[Stored items]
┄┄┄┄┄┄┄┄┄┄

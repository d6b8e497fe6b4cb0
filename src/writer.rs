//! Dedicated writer task for outbound frames.
//!
//! Every response on a socket goes through one writer task fed by an mpsc
//! channel. A message carries all frames of one response, so chunked bodies
//! are written back to back and never interleave with another call's frames.
//!
//! # Architecture
//!
//! ```text
//! Call task 1 ─┐
//! Call task 2 ─┼─► mpsc::Sender<OutboundMessage> ─► Writer Task ─► Socket
//! Handshake   ─┘
//! ```
//!
//! Ready messages are batched into a single `write_vectored` call, and a
//! pending count provides backpressure. Senders over the limit park on a
//! [`Notify`] until the writer drains a batch.

use std::io::IoSlice;
use std::sync::atomic::{AtomicUsize, Ordering};
use std::sync::Arc;
use std::time::Duration;

use bytes::Bytes;
use serde::{Deserialize, Serialize};
use tokio::io::{AsyncWrite, AsyncWriteExt};
use tokio::sync::{mpsc, oneshot, Notify};
use tokio::task::JoinHandle;

use crate::error::{Result, ServiceError};

/// Default maximum pending messages before backpressure kicks in.
pub const DEFAULT_MAX_PENDING_MESSAGES: usize = 1024;

/// Default channel capacity.
pub const DEFAULT_CHANNEL_CAPACITY: usize = 1024;

/// Default backpressure timeout.
pub const DEFAULT_BACKPRESSURE_TIMEOUT: Duration = Duration::from_secs(5);

/// Maximum messages to batch in a single write operation.
const MAX_BATCH_SIZE: usize = 64;

/// Frames of one response, written contiguously.
#[derive(Debug)]
pub struct OutboundMessage {
    /// Fully encoded frames (prefix + header + context + body chunk).
    pub frames: Vec<Bytes>,
    /// Signalled once the frames have been flushed.
    ack: Option<oneshot::Sender<()>>,
}

impl OutboundMessage {
    /// Create a message from encoded frames.
    #[inline]
    pub fn new(frames: Vec<Bytes>) -> Self {
        Self { frames, ack: None }
    }

    /// Total size in bytes.
    #[inline]
    pub fn size(&self) -> usize {
        self.frames.iter().map(Bytes::len).sum()
    }
}

/// Configuration for the writer task.
#[derive(Debug, Clone, PartialEq, Eq, Serialize, Deserialize)]
#[serde(default)]
pub struct WriterConfig {
    /// Maximum pending messages before backpressure kicks in.
    pub max_pending_messages: usize,
    /// Channel capacity for the message queue.
    pub channel_capacity: usize,
    /// Timeout when waiting for backpressure to clear.
    #[serde(with = "crate::config::duration_millis")]
    pub backpressure_timeout: Duration,
}

impl Default for WriterConfig {
    fn default() -> Self {
        Self {
            max_pending_messages: DEFAULT_MAX_PENDING_MESSAGES,
            channel_capacity: DEFAULT_CHANNEL_CAPACITY,
            backpressure_timeout: DEFAULT_BACKPRESSURE_TIMEOUT,
        }
    }
}

/// Messages queued but not yet written, shared by the handles and the task.
#[derive(Debug, Default)]
struct Backlog {
    pending: AtomicUsize,
    drained: Notify,
}

impl Backlog {
    fn count(&self) -> usize {
        self.pending.load(Ordering::Acquire)
    }

    fn release(&self, n: usize) {
        self.pending.fetch_sub(n, Ordering::Release);
        self.drained.notify_waiters();
    }
}

/// Handle for sending messages to the writer task.
///
/// Cheaply cloneable; each dispatched call holds one.
#[derive(Clone)]
pub struct WriterHandle {
    tx: mpsc::Sender<OutboundMessage>,
    backlog: Arc<Backlog>,
    max_pending: usize,
    timeout: Duration,
}

impl WriterHandle {
    fn new(tx: mpsc::Sender<OutboundMessage>, backlog: Arc<Backlog>, max_pending: usize, timeout: Duration) -> Self {
        Self {
            tx,
            backlog,
            max_pending,
            timeout,
        }
    }

    /// Queue frames for writing.
    ///
    /// Waits while backpressure is active, timing out after the configured
    /// duration.
    pub async fn send(&self, frames: Vec<Bytes>) -> Result<()> {
        self.enqueue(OutboundMessage::new(frames)).await
    }

    /// Queue frames and wait until they have been flushed to the socket.
    ///
    /// Used before closing a socket so the last reply is not lost.
    pub async fn send_and_flush(&self, frames: Vec<Bytes>) -> Result<()> {
        let (ack_tx, ack_rx) = oneshot::channel();
        self.enqueue(OutboundMessage {
            frames,
            ack: Some(ack_tx),
        })
        .await?;
        ack_rx.await.map_err(|_| ServiceError::ConnectionClosed)
    }

    async fn enqueue(&self, message: OutboundMessage) -> Result<()> {
        if self.backlog.count() >= self.max_pending {
            self.wait_for_backpressure().await?;
        }

        self.backlog.pending.fetch_add(1, Ordering::AcqRel);

        self.tx.send(message).await.map_err(|_| {
            self.backlog.release(1);
            ServiceError::ConnectionClosed
        })
    }

    async fn wait_for_backpressure(&self) -> Result<()> {
        let deadline = tokio::time::Instant::now() + self.timeout;

        loop {
            // Register before checking so a release in between is not missed.
            let drained = self.backlog.drained.notified();
            tokio::pin!(drained);
            drained.as_mut().enable();

            if self.backlog.count() < self.max_pending {
                return Ok(());
            }

            tokio::time::timeout_at(deadline, drained)
                .await
                .map_err(|_| ServiceError::BackpressureTimeout)?;
        }
    }

    /// Check if backpressure is currently active.
    #[inline]
    pub fn is_backpressure_active(&self) -> bool {
        self.backlog.count() >= self.max_pending
    }

    /// Get current pending message count.
    #[inline]
    pub fn pending_count(&self) -> usize {
        self.backlog.count()
    }

    /// Check whether the writer task has gone away.
    #[inline]
    pub fn is_closed(&self) -> bool {
        self.tx.is_closed()
    }
}

/// Spawn the writer task and return a handle for sending messages.
///
/// # Arguments
///
/// * `writer` - The socket write half
/// * `config` - Writer configuration
///
/// # Returns
///
/// A tuple of `(WriterHandle, JoinHandle)`. The task ends cleanly when every
/// handle is dropped, or with an error when a write fails.
pub fn spawn_writer_task<W>(writer: W, config: &WriterConfig) -> (WriterHandle, JoinHandle<Result<()>>)
where
    W: AsyncWrite + Unpin + Send + 'static,
{
    let (tx, rx) = mpsc::channel(config.channel_capacity.max(1));
    let backlog = Arc::new(Backlog::default());

    let handle = WriterHandle::new(tx, backlog.clone(), config.max_pending_messages, config.backpressure_timeout);

    let task = tokio::spawn(writer_loop(rx, writer, backlog));

    (handle, task)
}

async fn writer_loop<W>(mut rx: mpsc::Receiver<OutboundMessage>, mut writer: W, backlog: Arc<Backlog>) -> Result<()>
where
    W: AsyncWrite + Unpin,
{
    loop {
        let first = match rx.recv().await {
            Some(m) => m,
            None => {
                // All handles dropped.
                let _ = writer.shutdown().await;
                return Ok(());
            }
        };

        let mut batch = Vec::with_capacity(MAX_BATCH_SIZE);
        batch.push(first);

        while batch.len() < MAX_BATCH_SIZE {
            match rx.try_recv() {
                Ok(message) => batch.push(message),
                Err(_) => break,
            }
        }

        let batch_size = batch.len();
        let frames: Vec<&Bytes> = batch.iter().flat_map(|m| m.frames.iter()).collect();
        let outcome = write_batch(&mut writer, &frames).await;
        backlog.release(batch_size);
        outcome?;

        for message in batch {
            if let Some(ack) = message.ack {
                let _ = ack.send(());
            }
        }
    }
}

/// Write frames using scatter/gather I/O, resuming after partial writes.
async fn write_batch<W>(writer: &mut W, frames: &[&Bytes]) -> Result<()>
where
    W: AsyncWrite + Unpin,
{
    let total_size: usize = frames.iter().map(|f| f.len()).sum();
    if total_size == 0 {
        return Ok(());
    }

    let mut total_written = 0;
    while total_written < total_size {
        let slices = build_remaining_slices(frames, total_written);
        if slices.is_empty() {
            break;
        }

        let written = writer.write_vectored(&slices).await?;
        if written == 0 {
            return Err(ServiceError::Io(std::io::Error::new(
                std::io::ErrorKind::WriteZero,
                "write_vectored returned 0",
            )));
        }

        total_written += written;
    }

    writer.flush().await?;
    Ok(())
}

/// Build IoSlice array for data remaining after `skip_bytes`.
fn build_remaining_slices<'a>(frames: &[&'a Bytes], skip_bytes: usize) -> Vec<IoSlice<'a>> {
    let mut slices = Vec::with_capacity(frames.len());
    let mut offset = 0;

    for frame in frames {
        let end = offset + frame.len();
        if skip_bytes < end && !frame.is_empty() {
            let start = skip_bytes.saturating_sub(offset);
            slices.push(IoSlice::new(&frame[start..]));
        }
        offset = end;
    }

    slices
}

┄┄┄┄┄┄┄┄┄┄

→ Task requirements
Your answer must be every line from the entries that contains the string "first", copied as it stands.

→ Task output
        let first = match rx.recv().await {
        batch.push(first);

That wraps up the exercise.